ASSIGNMENT. Pull every line holding the word "self" from the data below and copy it.

RECORDS SHOWN Start Marker

//! Offer lifecycle: creation, fan-out, first-accept-wins arbitration,
//! rejection, rider cancellation, and TTL expiry.
//!
//! The single correctness-critical point is the OPEN -> ACCEPTED transition:
//! it happens under the offer entry's exclusive lock, so exactly one of any
//! number of concurrent accepts succeeds and every other caller observes the
//! already-set state. Notification delivery is best-effort and never rolls
//! a transition back; state takes precedence over notification.

use std::collections::HashSet;
use std::sync::Arc;
use std::time::Duration;

use dashmap::DashMap;
use tracing::{debug, info, warn};

use crate::clock::Clock;
use crate::connection::ConnectionRegistry;
use crate::durable::DriverRepository;
use crate::error::{DispatchError, Result};
use crate::ids::{DriverId, OfferId, UserId};
use crate::nearby::{NearbyDriver, NearbyService, SearchConstraints};
use crate::position::PositionStore;
use crate::pricing;
use crate::protocol::{OfferPayload, OutboundEvent};
use crate::routing::RouteProvider;
use crate::spatial::haversine_km;

/// Offer lifecycle states. `Accepted` and `Expired` are terminal; the offer
/// is immutable once it reaches either.
#[derive(Debug, Clone, Copy, PartialEq, Eq)]
pub enum OfferState {
    Open,
    Accepted,
    Expired,
}

/// An open invitation from a rider to a bounded set of drivers.
#[derive(Debug, Clone)]
pub struct Offer {
    pub offer_id: OfferId,
    pub rider_id: UserId,
    /// `[lng, lat]`.
    pub pickup: [f64; 2],
    /// `[lng, lat]`.
    pub destination: [f64; 2],
    pub fare: f64,
    pub distance_km: f64,
    pub created_at_ms: u64,
    pub expires_at_ms: u64,
    pub recipients: HashSet<DriverId>,
    pub winner: Option<DriverId>,
    pub state: OfferState,
}

impl Offer {
    /// Wire payload for driver-facing events.
    pub fn payload(&self, now_ms: u64) -> OfferPayload {
        OfferPayload {
            request_id: self.offer_id,
            pickup: self.pickup,
            destination: self.destination,
            fare: self.fare,
            distance_km: self.distance_km,
            expires_in: self.expires_at_ms.saturating_sub(now_ms) / 1_000,
        }
    }
}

RECORDS SHOWN End Marker

ANSWER BELOW.
    pub fn payload(&self, now_ms: u64) -> OfferPayload {
            request_id: self.offer_id,
            pickup: self.pickup,
            destination: self.destination,
            fare: self.fare,
            distance_km: self.distance_km,
            expires_in: self.expires_at_ms.saturating_sub(now_ms) / 1_000,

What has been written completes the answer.